Give back all the data exactly as it was written.

(Saved data entries)
###

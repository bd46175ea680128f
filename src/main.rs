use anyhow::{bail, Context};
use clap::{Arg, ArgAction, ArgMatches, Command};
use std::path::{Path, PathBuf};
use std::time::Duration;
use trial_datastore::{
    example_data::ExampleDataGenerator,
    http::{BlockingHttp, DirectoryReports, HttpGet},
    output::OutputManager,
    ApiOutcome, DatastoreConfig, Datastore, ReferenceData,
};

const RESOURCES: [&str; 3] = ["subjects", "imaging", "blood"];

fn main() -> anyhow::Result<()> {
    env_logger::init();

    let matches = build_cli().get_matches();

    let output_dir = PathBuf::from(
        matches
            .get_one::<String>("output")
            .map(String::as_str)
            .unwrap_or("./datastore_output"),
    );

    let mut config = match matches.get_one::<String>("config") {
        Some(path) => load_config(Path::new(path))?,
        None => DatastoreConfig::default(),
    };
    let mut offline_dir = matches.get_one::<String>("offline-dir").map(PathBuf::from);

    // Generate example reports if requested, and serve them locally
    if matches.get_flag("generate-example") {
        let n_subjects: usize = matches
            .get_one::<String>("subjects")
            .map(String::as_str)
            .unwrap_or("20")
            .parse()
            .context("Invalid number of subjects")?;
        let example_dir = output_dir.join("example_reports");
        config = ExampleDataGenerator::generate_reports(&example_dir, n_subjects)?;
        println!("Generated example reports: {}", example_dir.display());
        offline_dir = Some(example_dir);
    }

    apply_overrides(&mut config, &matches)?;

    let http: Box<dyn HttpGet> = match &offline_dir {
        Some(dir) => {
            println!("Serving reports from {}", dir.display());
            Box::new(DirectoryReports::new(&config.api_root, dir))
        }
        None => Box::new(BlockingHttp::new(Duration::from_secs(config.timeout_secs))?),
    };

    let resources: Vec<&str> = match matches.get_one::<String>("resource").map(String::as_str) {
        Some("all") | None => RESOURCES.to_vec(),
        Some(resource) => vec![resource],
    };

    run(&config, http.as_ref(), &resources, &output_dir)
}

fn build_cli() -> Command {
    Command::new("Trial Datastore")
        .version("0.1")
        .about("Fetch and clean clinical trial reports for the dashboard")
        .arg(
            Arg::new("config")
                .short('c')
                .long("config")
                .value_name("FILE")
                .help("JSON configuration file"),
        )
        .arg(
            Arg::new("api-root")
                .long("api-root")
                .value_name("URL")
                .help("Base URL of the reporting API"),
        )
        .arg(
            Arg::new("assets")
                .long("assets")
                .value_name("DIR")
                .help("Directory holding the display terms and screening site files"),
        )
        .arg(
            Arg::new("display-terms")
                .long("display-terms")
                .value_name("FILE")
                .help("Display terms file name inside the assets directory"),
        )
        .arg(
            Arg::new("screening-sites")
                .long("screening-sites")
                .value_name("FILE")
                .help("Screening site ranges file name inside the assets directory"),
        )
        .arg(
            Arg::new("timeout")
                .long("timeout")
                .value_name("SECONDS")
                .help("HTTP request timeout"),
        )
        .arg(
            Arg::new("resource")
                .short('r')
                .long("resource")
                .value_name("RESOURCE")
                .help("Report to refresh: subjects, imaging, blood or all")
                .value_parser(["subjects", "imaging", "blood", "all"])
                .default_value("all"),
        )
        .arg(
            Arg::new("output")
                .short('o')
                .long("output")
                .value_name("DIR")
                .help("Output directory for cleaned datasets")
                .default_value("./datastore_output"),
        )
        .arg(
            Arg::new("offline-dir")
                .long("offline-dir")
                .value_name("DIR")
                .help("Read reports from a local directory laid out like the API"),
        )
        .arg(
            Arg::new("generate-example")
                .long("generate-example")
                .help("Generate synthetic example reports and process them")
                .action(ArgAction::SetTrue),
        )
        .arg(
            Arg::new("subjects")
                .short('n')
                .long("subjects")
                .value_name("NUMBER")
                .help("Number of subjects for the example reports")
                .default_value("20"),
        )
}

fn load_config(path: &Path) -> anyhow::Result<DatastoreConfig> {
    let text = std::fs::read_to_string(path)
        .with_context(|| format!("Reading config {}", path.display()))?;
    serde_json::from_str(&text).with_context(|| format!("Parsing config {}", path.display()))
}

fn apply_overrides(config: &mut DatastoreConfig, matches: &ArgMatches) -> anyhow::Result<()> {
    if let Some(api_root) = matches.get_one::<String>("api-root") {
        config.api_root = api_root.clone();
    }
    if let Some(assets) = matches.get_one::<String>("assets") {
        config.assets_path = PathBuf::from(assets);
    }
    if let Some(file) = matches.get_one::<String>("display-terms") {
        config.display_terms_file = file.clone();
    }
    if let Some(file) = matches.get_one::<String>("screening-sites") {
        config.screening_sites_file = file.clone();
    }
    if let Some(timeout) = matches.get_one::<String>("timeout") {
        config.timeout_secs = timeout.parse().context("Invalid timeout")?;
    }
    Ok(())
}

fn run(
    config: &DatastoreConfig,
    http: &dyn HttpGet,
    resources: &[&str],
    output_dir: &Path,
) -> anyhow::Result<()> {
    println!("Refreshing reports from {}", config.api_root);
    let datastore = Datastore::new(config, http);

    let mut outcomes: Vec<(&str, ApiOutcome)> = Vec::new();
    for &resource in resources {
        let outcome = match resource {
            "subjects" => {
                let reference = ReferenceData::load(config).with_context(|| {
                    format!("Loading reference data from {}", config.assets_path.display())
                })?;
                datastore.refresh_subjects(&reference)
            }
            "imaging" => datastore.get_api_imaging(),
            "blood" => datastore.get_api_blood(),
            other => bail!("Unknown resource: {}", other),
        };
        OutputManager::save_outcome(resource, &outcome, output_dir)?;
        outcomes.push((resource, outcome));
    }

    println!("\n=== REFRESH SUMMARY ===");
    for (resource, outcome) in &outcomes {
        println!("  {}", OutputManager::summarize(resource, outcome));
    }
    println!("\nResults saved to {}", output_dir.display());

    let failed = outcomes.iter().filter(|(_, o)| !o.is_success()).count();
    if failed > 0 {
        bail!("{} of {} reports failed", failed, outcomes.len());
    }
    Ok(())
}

###

» **Result of this exercise**:
repository bd46175ea680128f
filename src/main.rs
use anyhow::{bail, Context};
use clap::{Arg, ArgAction, ArgMatches, Command};
use std::path::{Path, PathBuf};
use std::time::Duration;
use trial_datastore::{
    example_data::ExampleDataGenerator,
    http::{BlockingHttp, DirectoryReports, HttpGet},
    output::OutputManager,
    ApiOutcome, DatastoreConfig, Datastore, ReferenceData,
};

const RESOURCES: [&str; 3] = ["subjects", "imaging", "blood"];

fn main() -> anyhow::Result<()> {
    env_logger::init();

    let matches = build_cli().get_matches();

    let output_dir = PathBuf::from(
        matches
            .get_one::<String>("output")
            .map(String::as_str)
            .unwrap_or("./datastore_output"),
    );

    let mut config = match matches.get_one::<String>("config") {
        Some(path) => load_config(Path::new(path))?,
        None => DatastoreConfig::default(),
    };
    let mut offline_dir = matches.get_one::<String>("offline-dir").map(PathBuf::from);

    // Generate example reports if requested, and serve them locally
    if matches.get_flag("generate-example") {
        let n_subjects: usize = matches
            .get_one::<String>("subjects")
            .map(String::as_str)
            .unwrap_or("20")
            .parse()
            .context("Invalid number of subjects")?;
        let example_dir = output_dir.join("example_reports");
        config = ExampleDataGenerator::generate_reports(&example_dir, n_subjects)?;
        println!("Generated example reports: {}", example_dir.display());
        offline_dir = Some(example_dir);
    }

    apply_overrides(&mut config, &matches)?;

    let http: Box<dyn HttpGet> = match &offline_dir {
        Some(dir) => {
            println!("Serving reports from {}", dir.display());
            Box::new(DirectoryReports::new(&config.api_root, dir))
        }
        None => Box::new(BlockingHttp::new(Duration::from_secs(config.timeout_secs))?),
    };

    let resources: Vec<&str> = match matches.get_one::<String>("resource").map(String::as_str) {
        Some("all") | None => RESOURCES.to_vec(),
        Some(resource) => vec![resource],
    };

    run(&config, http.as_ref(), &resources, &output_dir)
}

fn build_cli() -> Command {
    Command::new("Trial Datastore")
        .version("0.1")
        .about("Fetch and clean clinical trial reports for the dashboard")
        .arg(
            Arg::new("config")
                .short('c')
                .long("config")
                .value_name("FILE")
                .help("JSON configuration file"),
        )
        .arg(
            Arg::new("api-root")
                .long("api-root")
                .value_name("URL")
                .help("Base URL of the reporting API"),
        )
        .arg(
            Arg::new("assets")
                .long("assets")
                .value_name("DIR")
                .help("Directory holding the display terms and screening site files"),
        )
        .arg(
            Arg::new("display-terms")
                .long("display-terms")
                .value_name("FILE")
                .help("Display terms file name inside the assets directory"),
        )
        .arg(
            Arg::new("screening-sites")
                .long("screening-sites")
                .value_name("FILE")
                .help("Screening site ranges file name inside the assets directory"),
        )
        .arg(
            Arg::new("timeout")
                .long("timeout")
                .value_name("SECONDS")
                .help("HTTP request timeout"),
        )
        .arg(
            Arg::new("resource")
                .short('r')
                .long("resource")
                .value_name("RESOURCE")
                .help("Report to refresh: subjects, imaging, blood or all")
                .value_parser(["subjects", "imaging", "blood", "all"])
                .default_value("all"),
        )
        .arg(
            Arg::new("output")
                .short('o')
                .long("output")
                .value_name("DIR")
                .help("Output directory for cleaned datasets")
                .default_value("./datastore_output"),
        )
        .arg(
            Arg::new("offline-dir")
                .long("offline-dir")
                .value_name("DIR")
                .help("Read reports from a local directory laid out like the API"),
        )
        .arg(
            Arg::new("generate-example")
                .long("generate-example")
                .help("Generate synthetic example reports and process them")
                .action(ArgAction::SetTrue),
        )
        .arg(
            Arg::new("subjects")
                .short('n')
                .long("subjects")
                .value_name("NUMBER")
                .help("Number of subjects for the example reports")
                .default_value("20"),
        )
}

fn load_config(path: &Path) -> anyhow::Result<DatastoreConfig> {
    let text = std::fs::read_to_string(path)
        .with_context(|| format!("Reading config {}", path.display()))?;
    serde_json::from_str(&text).with_context(|| format!("Parsing config {}", path.display()))
}

fn apply_overrides(config: &mut DatastoreConfig, matches: &ArgMatches) -> anyhow::Result<()> {
    if let Some(api_root) = matches.get_one::<String>("api-root") {
        config.api_root = api_root.clone();
    }
    if let Some(assets) = matches.get_one::<String>("assets") {
        config.assets_path = PathBuf::from(assets);
    }
    if let Some(file) = matches.get_one::<String>("display-terms") {
        config.display_terms_file = file.clone();
    }
    if let Some(file) = matches.get_one::<String>("screening-sites") {
        config.screening_sites_file = file.clone();
    }
    if let Some(timeout) = matches.get_one::<String>("timeout") {
        config.timeout_secs = timeout.parse().context("Invalid timeout")?;
    }
    Ok(())
}

fn run(
    config: &DatastoreConfig,
    http: &dyn HttpGet,
    resources: &[&str],
    output_dir: &Path,
) -> anyhow::Result<()> {
    println!("Refreshing reports from {}", config.api_root);
    let datastore = Datastore::new(config, http);

    let mut outcomes: Vec<(&str, ApiOutcome)> = Vec::new();
    for &resource in resources {
        let outcome = match resource {
            "subjects" => {
                let reference = ReferenceData::load(config).with_context(|| {
                    format!("Loading reference data from {}", config.assets_path.display())
                })?;
                datastore.refresh_subjects(&reference)
            }
            "imaging" => datastore.get_api_imaging(),
            "blood" => datastore.get_api_blood(),
            other => bail!("Unknown resource: {}", other),
        };
        OutputManager::save_outcome(resource, &outcome, output_dir)?;
        outcomes.push((resource, outcome));
    }

    println!("\n=== REFRESH SUMMARY ===");
    for (resource, outcome) in &outcomes {
        println!("  {}", OutputManager::summarize(resource, outcome));
    }
    println!("\nResults saved to {}", output_dir.display());

    let failed = outcomes.iter().filter(|(_, o)| !o.is_success()).count();
    if failed > 0 {
        bail!("{} of {} reports failed", failed, outcomes.len());
    }
    Ok(())
}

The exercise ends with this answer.